Jacobsen G, Jacobsen J E, Peterson R E, McLellan J H, Brooke S T, Nome T, Brubakk A O
Department of Community Medicine and General Practice, Norwegian University of Science and Technology, Trondheim.
Undersea Hyperb Med. 1997 Jun;24(2):73-80.

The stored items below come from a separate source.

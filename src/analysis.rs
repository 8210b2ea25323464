/// Analysis pass over the captured signal set.
///
/// Runs the band collaborator's validation and classification over every
/// signal, marking failures invalid, then summarizes the set.
use heapless::String;
use serde::Serialize;

use crate::config::Band;
use crate::signal::CapturedSignal;
use crate::text::{bounded, format_bounded};
use crate::{ism, subghz};

#[derive(Debug, Clone, Default, PartialEq, Serialize)]
pub struct SpectrumStats {
    pub signal_count: u16,
    pub valid_count: u16,
    /// Signals whose sample pattern differs from every earlier one.
    pub unique_patterns: u16,
    /// Over signals with a measured strength; 0 when none.
    pub rssi_min: i8,
    pub rssi_max: i8,
    pub rssi_mean: i8,
    pub capture_span_ms: u64,
    pub summary: String<96>,
}

/// Validate and classify each signal in place, then compute statistics.
pub fn analyze(signals: &mut [CapturedSignal], band: Band) -> SpectrumStats {
    for signal in signals.iter_mut() {
        match band {
            Band::SubGhz433 => {
                signal.is_valid = signal.band == band && subghz::validate(signal);
                signal.device_class = bounded(subghz::classify(signal.pulses()).as_str());
            }
            Band::Ism2400 => {
                signal.is_valid = signal.band == band && ism::validate(signal);
                signal.device_class = bounded(ism::classify(signal));
            }
        }
        if !signal.is_valid {
            log::debug!(
                "Signal at {:.2} MHz failed validation ({} samples, {} dBm)",
                signal.frequency_mhz,
                signal.sample_count(),
                signal.rssi
            );
        }
    }
    spectrum_stats(signals)
}

pub fn spectrum_stats(signals: &[CapturedSignal]) -> SpectrumStats {
    let mut stats = SpectrumStats {
        signal_count: signals.len() as u16,
        ..SpectrumStats::default()
    };
    if signals.is_empty() {
        stats.summary = bounded("No signals captured");
        return stats;
    }

    stats.valid_count = signals.iter().filter(|s| s.is_valid).count() as u16;
    stats.unique_patterns = signals
        .iter()
        .enumerate()
        .filter(|(i, s)| !signals[..*i].iter().any(|e| e.samples().same_pattern(s.samples())))
        .count() as u16;

    let mut measured = 0i32;
    let mut sum = 0i32;
    let mut min = i8::MAX;
    let mut max = i8::MIN;
    for rssi in signals.iter().map(|s| s.rssi).filter(|&r| r != 0) {
        measured += 1;
        sum += i32::from(rssi);
        min = min.min(rssi);
        max = max.max(rssi);
    }
    if measured > 0 {
        stats.rssi_min = min;
        stats.rssi_max = max;
        stats.rssi_mean = (sum / measured) as i8;
    }

    let first = signals.iter().map(|s| s.captured_at_us).min().unwrap_or(0);
    let last = signals.iter().map(|s| s.captured_at_us).max().unwrap_or(0);
    stats.capture_span_ms = (last - first) / 1000;

    stats.summary = format_bounded(format_args!(
        "{} signals, {} valid, {} unique, RSSI {}..{} dBm over {} ms",
        stats.signal_count, stats.valid_count, stats.unique_patterns, stats.rssi_min, stats.rssi_max, stats.capture_span_ms
    ));
    stats
}
/// Fixed-capacity ring with push-evict-oldest semantics.
///
/// Backed by a `heapless::Deque`, so storage is inline and bounded by the
/// const parameter `N`. A runtime `limit` (1..=N) lets configuration shrink
/// the effective capacity without changing the type.
use heapless::Deque;

#[derive(Debug)]
pub struct BoundedRing<T, const N: usize> {
    items: Deque<T, N>,
    limit: usize,
}

impl<T, const N: usize> BoundedRing<T, N> {
    /// Create a ring holding at most `limit` entries (clamped to 1..=N).
    pub fn new(limit: usize) -> Self {
        let clamped = limit.clamp(1, N);
        if clamped != limit {
            log::warn!("Ring capacity {} out of range, using {}", limit, clamped);
        }
        Self {
            items: Deque::new(),
            limit: clamped,
        }
    }

    /// Append `item`, evicting and returning the oldest entry when full.
    pub fn push(&mut self, item: T) -> Option<T> {
        let evicted = if self.items.len() >= self.limit {
            self.items.pop_front()
        } else {
            None
        };
        // Cannot fail: len < limit <= N after the eviction above.
        let _ = self.items.push_back(item);
        evicted
    }

    pub fn len(&self) -> usize {
        self.items.len()
    }

    pub fn is_empty(&self) -> bool {
        self.items.is_empty()
    }

    /// Effective capacity.
    pub fn capacity(&self) -> usize {
        self.limit
    }

    /// Entry at position `index`, oldest first.
    pub fn get(&self, index: usize) -> Option<&T> {
        self.items.iter().nth(index)
    }

    pub fn newest(&self) -> Option<&T> {
        self.items.back()
    }

    /// Iterate oldest to newest.
    pub fn iter(&self) -> impl Iterator<Item = &T> + '_ {
        self.items.iter()
    }

    pub fn clear(&mut self) {
        self.items.clear();
    }
}
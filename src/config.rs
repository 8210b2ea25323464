/// Runtime configuration for the workflow and the policy engine.
///
/// Both structs are plain data with `const fn new()` defaults so they can
/// live in statics on firmware targets. Values may be changed between
/// sessions; the policy engine also exposes setters for live adjustment.
use serde::{Deserialize, Serialize};

use crate::defaults;

/// Radio band the session captures and replays on.
#[derive(Debug, Clone, Copy, PartialEq, Eq, Serialize, Deserialize)]
pub enum Band {
    /// CC1101-class OOK/ASK receiver around 433.92 MHz.
    #[serde(rename = "433mhz")]
    SubGhz433,
    /// 2.4 GHz packet radio (Wi-Fi / ESP-NOW frames).
    #[serde(rename = "2.4ghz")]
    Ism2400,
}

impl Band {
    pub fn as_str(&self) -> &'static str {
        match self {
            Band::SubGhz433 => "433 MHz",
            Band::Ism2400 => "2.4 GHz",
        }
    }
}

/// Maximum dwell per state before a TIMEOUT routes to CLEANUP.
#[derive(Debug, Clone, Copy, PartialEq, Eq)]
pub struct StateTimeouts {
    pub init_ms: u32,
    pub listening_ms: u32,
    pub analyzing_ms: u32,
    pub ready_ms: u32,
    pub tx_gated_ms: u32,
    pub transmit_ms: u32,
    pub cleanup_ms: u32,
}

impl StateTimeouts {
    pub const fn new() -> Self {
        Self {
            init_ms: defaults::INIT_TIMEOUT_MS,
            listening_ms: defaults::LISTENING_TIMEOUT_MS,
            analyzing_ms: defaults::ANALYZE_TIMEOUT_MS,
            ready_ms: defaults::READY_TIMEOUT_MS,
            tx_gated_ms: defaults::TX_GATE_TIMEOUT_MS,
            transmit_ms: defaults::TRANSMIT_TIMEOUT_MS,
            cleanup_ms: defaults::CLEANUP_TIMEOUT_MS,
        }
    }
}

impl Default for StateTimeouts {
    fn default() -> Self {
        Self::new()
    }
}

/// Workflow session configuration.
#[derive(Debug, Clone, Copy)]
pub struct WorkflowConfig {
    pub band: Band,
    /// No analysis before this much listening.
    pub listen_min_ms: u32,
    /// Forced analysis after this much listening.
    pub listen_max_ms: u32,
    pub timeouts: StateTimeouts,
    /// Skip only the physical emit call.
    pub dry_run: bool,
    /// Signal slots used per session (at most `MAX_SIGNALS`).
    pub buffer_size: u16,
    /// Valid replay pulse widths for the 433 MHz band gate (microseconds).
    pub pulse_min_us: u16,
    pub pulse_max_us: u16,
    /// Recoverable errors tolerated before CLEANUP is forced.
    pub error_threshold: u16,
    /// Zero the error counter when CLEANUP completes.
    pub reset_errors_on_cleanup: bool,
    pub deterministic_logging: bool,
    pub event_log_capacity: usize,
}

impl WorkflowConfig {
    pub const fn new() -> Self {
        Self {
            band: Band::SubGhz433,
            listen_min_ms: defaults::LISTEN_MIN_MS,
            listen_max_ms: defaults::LISTEN_MAX_MS,
            timeouts: StateTimeouts::new(),
            dry_run: false,
            buffer_size: defaults::SIGNAL_BUFFER_SIZE,
            pulse_min_us: defaults::PULSE_MIN_US,
            pulse_max_us: defaults::PULSE_MAX_US,
            error_threshold: defaults::ERROR_THRESHOLD,
            reset_errors_on_cleanup: true,
            deterministic_logging: true,
            event_log_capacity: defaults::EVENT_LOG_CAPACITY,
        }
    }

    pub const fn with_band(mut self, band: Band) -> Self {
        self.band = band;
        self
    }
}

impl Default for WorkflowConfig {
    fn default() -> Self {
        Self::new()
    }
}

/// Policy engine configuration.
#[derive(Debug, Clone, Copy)]
pub struct PolicyConfig {
    pub require_confirmation: bool,
    pub confirmation_timeout_ms: u32,
    pub max_transmit_ms: u32,
    pub rate_limit_per_minute: u8,
    pub audit_capacity: usize,
    /// Seed the blacklist from `defaults::FREQUENCY_BLACKLIST`.
    pub default_blacklist: bool,
}

impl PolicyConfig {
    pub const fn new() -> Self {
        Self {
            require_confirmation: true,
            confirmation_timeout_ms: defaults::CONFIRMATION_TIMEOUT_MS,
            max_transmit_ms: defaults::MAX_TRANSMIT_DURATION_MS,
            rate_limit_per_minute: defaults::RATE_LIMIT_PER_MINUTE,
            audit_capacity: defaults::AUDIT_LOG_CAPACITY,
            default_blacklist: true,
        }
    }
}

impl Default for PolicyConfig {
    fn default() -> Self {
        Self::new()
    }
}
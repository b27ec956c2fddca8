//! Client half of the pipeline: language pickers, prompt construction and
//! the conversion lifecycle that talks to `/api/convert`.

pub mod catalog;
pub mod config;
pub mod controller;
pub mod i18n;
pub mod picker;
pub mod prompt;
pub mod transport;

pub use catalog::LanguageCatalog;
pub use config::ClientConfig;
pub use controller::{ConversionController, ConversionState, Failure, Submission};
pub use i18n::{Locale, Messages};
pub use picker::{LanguagePicker, PickerError, PickerEvent};
pub use prompt::{ConversionRequest, Prompt};
pub use transport::{ConversionTransport, HttpTransport};
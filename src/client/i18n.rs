//! UI string tables and locale negotiation.
//!
//! The chosen [`Locale`] travels inside [`ClientConfig`](super::config::ClientConfig);
//! nothing here is process-global.

/// Locales with a string table
#[derive(Debug, Clone, Copy, PartialEq, Eq, Hash, Default)]
pub enum Locale {
    #[default]
    EnUs,
    EsEs,
}

/// UI strings keyed by what they label
#[derive(Debug)]
pub struct Messages {
    pub app_title: &'static str,
    pub app_subtitle: &'static str,
    pub source_language_placeholder: &'static str,
    pub target_language_placeholder: &'static str,
    pub convert_button: &'static str,
    pub converting: &'static str,
    pub source_code_title: &'static str,
    pub converted_code_title: &'static str,
    pub search_languages_placeholder: &'static str,
    pub no_languages_found: &'static str,
    pub error_empty_code: &'static str,
    pub error_conversion_failed: &'static str,
    pub error_quota_exceeded: &'static str,
}

static EN_US: Messages = Messages {
    app_title: "CodeFlux",
    app_subtitle: "Programming Language Converter",
    source_language_placeholder: "Source Language",
    target_language_placeholder: "Target Language",
    convert_button: "Convert Code",
    converting: "Converting...",
    source_code_title: "Source Code",
    converted_code_title: "Converted Code",
    search_languages_placeholder: "Search languages...",
    no_languages_found: "No languages found",
    error_empty_code: "Please enter some code to convert",
    error_conversion_failed: "Failed to convert code. Please try again.",
    error_quota_exceeded: "API quota exceeded. Please try again later.",
};

static ES_ES: Messages = Messages {
    app_title: "CodeFlux",
    app_subtitle: "Convertidor de Lenguajes de Programación",
    source_language_placeholder: "Lenguaje de Origen",
    target_language_placeholder: "Lenguaje de Destino",
    convert_button: "Convertir Código",
    converting: "Convirtiendo...",
    source_code_title: "Código de Origen",
    converted_code_title: "Código Convertido",
    search_languages_placeholder: "Buscar lenguajes...",
    no_languages_found: "No se encontraron lenguajes",
    error_empty_code: "Por favor ingresa código para convertir",
    error_conversion_failed: "Error al convertir el código. Por favor intenta de nuevo.",
    error_quota_exceeded: "Cuota de la API agotada. Por favor intenta más tarde.",
};

impl Locale {
    pub const SUPPORTED: [Locale; 2] = [Locale::EnUs, Locale::EsEs];

    pub fn tag(self) -> &'static str {
        match self {
            Self::EnUs => "en-US",
            Self::EsEs => "es-ES",
        }
    }

    /// Pick a locale for a BCP 47 or POSIX tag (`es-MX`, `es_ES.UTF-8`).
    ///
    /// Exact tag first, then the first locale sharing the primary language,
    /// then en-US.
    pub fn negotiate(tag: &str) -> Self {
        let tag = tag.split('.').next().unwrap_or("").trim().replace('_', "-");
        if let Some(exact) = Self::SUPPORTED
            .iter()
            .find(|l| l.tag().eq_ignore_ascii_case(&tag))
        {
            return *exact;
        }

        let language = tag.split('-').next().unwrap_or("").to_ascii_lowercase();
        if language.is_empty() {
            return Self::default();
        }
        Self::SUPPORTED
            .iter()
            .find(|l| l.tag().to_ascii_lowercase().starts_with(&format!("{}-", language)))
            .copied()
            .unwrap_or_default()
    }

    /// An explicit choice wins over the system locale; en-US when neither is known.
    pub fn resolve(explicit: Option<&str>, system: Option<&str>) -> Self {
        explicit
            .or(system)
            .map(Self::negotiate)
            .unwrap_or_default()
    }

    /// [`resolve`](Self::resolve) against the operating system's preferred locale
    pub fn detect(explicit: Option<&str>) -> Self {
        Self::resolve(explicit, sys_locale::get_locale().as_deref())
    }

    pub fn messages(self) -> &'static Messages {
        match self {
            Self::EnUs => &EN_US,
            Self::EsEs => &ES_ES,
        }
    }
}

impl std::fmt::Display for Locale {
    fn fmt(&self, f: &mut std::fmt::Formatter<'_>) -> std::fmt::Result {
        f.write_str(self.tag())
    }
}
use axum::{
    extract::{rejection::JsonRejection, State},
    Json,
};
use serde_json::{json, Value};
use tracing::{info, info_span, warn, Instrument};
use uuid::Uuid;

use crate::client::catalog::LanguageCatalog;
use crate::conversion::{ConversionError, ConversionErrorKind, ConvertRequest, ConvertResponse};
use crate::state::AppState;

/// POST /api/convert
///
/// Unreadable bodies get the generic failure envelope, like any other failure.
pub async fn convert(
    State(state): State<AppState>,
    payload: Result<Json<ConvertRequest>, JsonRejection>,
) -> Result<Json<ConvertResponse>, ConversionError> {
    let request_id = Uuid::new_v4();
    let span = info_span!("convert", %request_id);

    async move {
        let Json(request) = payload.map_err(|rejection| {
            warn!("Rejected convert request body: {}", rejection);
            ConversionError::from_kind(ConversionErrorKind::UpstreamFailure)
        })?;

        info!("Forwarding prompt ({} chars)", request.prompt.len());
        let result = state.proxy.convert(&request.prompt).await?;

        Ok::<_, ConversionError>(Json(ConvertResponse {
            result: result.text,
        }))
    }
    .instrument(span)
    .await
}

pub async fn health_check() -> Json<Value> {
    Json(json!({
        "status": "ok"
    }))
}

pub async fn list_languages() -> Json<Vec<&'static str>> {
    Json(LanguageCatalog::builtin().entries().to_vec())
}
use async_trait::async_trait;
use reqwest::Client;
use serde::{Deserialize, Serialize};
use serde_json::Value;
use tracing::{debug, info};

use super::error::ProviderError;
use super::interface::{ChatMessage, StatelessLLMInterface};

/// OpenAI compatible LLM implementation
/// Talks to any `/chat/completions` endpoint (Groq, OpenAI, DeepSeek, Mistral...)
pub struct OpenAICompatibleLLM {
    client: Client,
    model: String,
    base_url: String,
    api_key: String,
    temperature: f32,
}

#[derive(Debug, Serialize)]
struct ChatCompletionRequest<'a> {
    model: &'a str,
    messages: &'a [ChatMessage],
    temperature: f32,
}

#[derive(Debug, Deserialize)]
struct ChatCompletionResponse {
    #[serde(default)]
    choices: Vec<Choice>,
}

#[derive(Debug, Deserialize)]
struct Choice {
    message: Option<ChoiceMessage>,
}

#[derive(Debug, Deserialize)]
struct ChoiceMessage {
    content: Option<String>,
}

impl OpenAICompatibleLLM {
    pub fn new(model: String, base_url: String, api_key: String, temperature: f32) -> Self {
        info!(
            "Initialized OpenAICompatibleLLM: model={}, base_url={}, temperature={}",
            model, base_url, temperature
        );
        Self {
            client: Client::new(),
            model,
            base_url,
            api_key,
            temperature,
        }
    }

    fn completions_url(&self) -> String {
        format!("{}/chat/completions", self.base_url.trim_end_matches('/'))
    }
}

#[async_trait]
impl StatelessLLMInterface for OpenAICompatibleLLM {
    async fn chat_completion(&self, messages: Vec<ChatMessage>) -> Result<String, ProviderError> {
        let request = ChatCompletionRequest {
            model: &self.model,
            messages: &messages,
            temperature: self.temperature,
        };

        let response = self
            .client
            .post(self.completions_url())
            .bearer_auth(&self.api_key)
            .json(&request)
            .send()
            .await?;

        let status = response.status();
        let body = response.text().await?;
        debug!("Provider answered {} ({} bytes)", status, body.len());

        if !status.is_success() {
            return Err(ProviderError::from_error_body(status.as_u16(), &body));
        }

        extract_first_choice(status.as_u16(), &body)
    }

    fn model(&self) -> &str {
        &self.model
    }
}

/// Pull the first choice's message content out of a completion body.
///
/// The content is returned verbatim; an error object inside a success
/// response is reported as an API error.
pub fn extract_first_choice(status: u16, body: &str) -> Result<String, ProviderError> {
    let value: Value = serde_json::from_str(body)
        .map_err(|e| ProviderError::MalformedResponse(format!("invalid JSON: {}", e)))?;

    if value.get("error").is_some_and(|e| !e.is_null()) {
        return Err(ProviderError::from_error_value(status, &value));
    }

    let completion: ChatCompletionResponse = serde_json::from_value(value)
        .map_err(|e| ProviderError::MalformedResponse(e.to_string()))?;

    completion
        .choices
        .into_iter()
        .next()
        .and_then(|choice| choice.message)
        .and_then(|message| message.content)
        .ok_or_else(|| ProviderError::MalformedResponse("completion has no choice content".to_string()))
}
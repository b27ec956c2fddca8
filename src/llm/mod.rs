pub mod error;
pub mod factory;
pub mod interface;
pub mod openai_compatible;

pub use error::*;
pub use factory::*;
pub use interface::*;
pub use openai_compatible::*;
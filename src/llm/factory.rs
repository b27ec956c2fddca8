use std::sync::Arc;
use tracing::info;
use anyhow::Result;

use crate::config::LlmConfig;
use crate::llm::interface::StatelessLLMInterface;
use crate::llm::openai_compatible::OpenAICompatibleLLM;

/// Factory for creating stateless LLM instances
pub struct StatelessLLMFactory;

impl StatelessLLMFactory {
    /// Create an LLM based on the configuration.
    ///
    /// # Arguments
    /// * `config` - LLM section of the server configuration
    pub fn create_llm(config: &LlmConfig) -> Result<Arc<dyn StatelessLLMInterface>> {
        info!("Initializing LLM: {}", config.provider);

        let base_url = if config.base_url.trim().is_empty() {
            Self::default_base_url(&config.provider)
                .ok_or_else(|| anyhow::anyhow!("No base_url configured for provider: {}", config.provider))?
                .to_string()
        } else {
            config.base_url.clone()
        };

        match config.provider.as_str() {
            "openai_compatible_llm" | "openai_llm" | "groq_llm" | "deepseek_llm"
            | "mistral_llm" | "gemini_llm" => Ok(Arc::new(OpenAICompatibleLLM::new(
                config.model.clone(),
                base_url,
                config.api_key.clone(),
                config.temperature,
            ))),
            _ => Err(anyhow::anyhow!("Unsupported LLM provider: {}", config.provider)),
        }
    }

    fn default_base_url(provider: &str) -> Option<&'static str> {
        match provider {
            "groq_llm" => Some("https://api.groq.com/openai/v1"),
            "openai_llm" => Some("https://api.openai.com/v1"),
            "deepseek_llm" => Some("https://api.deepseek.com/v1"),
            "mistral_llm" => Some("https://api.mistral.ai/v1"),
            "gemini_llm" => Some("https://generativelanguage.googleapis.com/v1beta/openai"),
            _ => None,
        }
    }
}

A comprehensive computerized database of diving activity for a Norwegian offshore diving contractor [Stolt-Nielsen Seaway (SNS)] covering the years 1983-1990 has been established. The database contains detailed dive information about 12,087 surface-oriented and 2,622 saturation dives. During this period a majority of the divers were permanently employed. Preliminary analysis had suggested that decompression sickness (DCS) might be the result of exposure to factors causing pathophysiologic effects which accumulate over the course of a single dive or a series of dives. This concept evolved into the HADES (Highest Accumulated Decompression Score) theory which assumes that DCS is predictable once the underlying exposure factors are understood. The incidence of DCS among the SNS divers from saturation diving in the North Sea was studied by use of a "nested" case-control design. Twenty-one case dives (i.e., dives where DCS occurred) were compared with 41 randomly selected control dives. For these dives, several saturation dive characteristics were established. The relative pressure change between maximum and minimum storage depths was significantly greater among the cases. For each 1% increase in the relative pressure change there was a 5% increase in the probability of a saturation dive resulting in DCS. Significantly more cases than controls performed a saturation dive with more than one storage depth, and the data suggested that there were more and greater ascending and descending changes in storage depth conditions among the affected divers.
已建立了一个涵盖1983年至1990年的挪威近海潜水承包商[斯托尔特-尼尔森海路公司(SNS)]潜水活动的综合计算机数据库。该数据库包含12087次水面潜水和2622次饱和潜水的详细潜水信息。在此期间,大多数潜水员为长期雇员。初步分析表明,减压病(DCS)可能是由于接触了在单次潜水或一系列潜水过程中积累起来的具有病理生理效应的因素所致。这一概念演变成了HADES(最高累积减压分数)理论,该理论认为,一旦了解了潜在的暴露因素,DCS是可预测的。采用“嵌套”病例对照设计研究了北海SNS潜水员饱和潜水中DCS的发病率。将21次病例潜水(即发生DCS的潜水)与41次随机选择的对照潜水进行比较。对于这些潜水,确定了几个饱和潜水特征。病例组最大和最小储存深度之间的相对压力变化明显更大。相对压力变化每增加1%,饱和潜水导致DCS的概率就增加5%。进行不止一个储存深度饱和潜水的病例明显多于对照组,数据表明,受影响潜水员的储存深度条件下的升降变化更多、更大。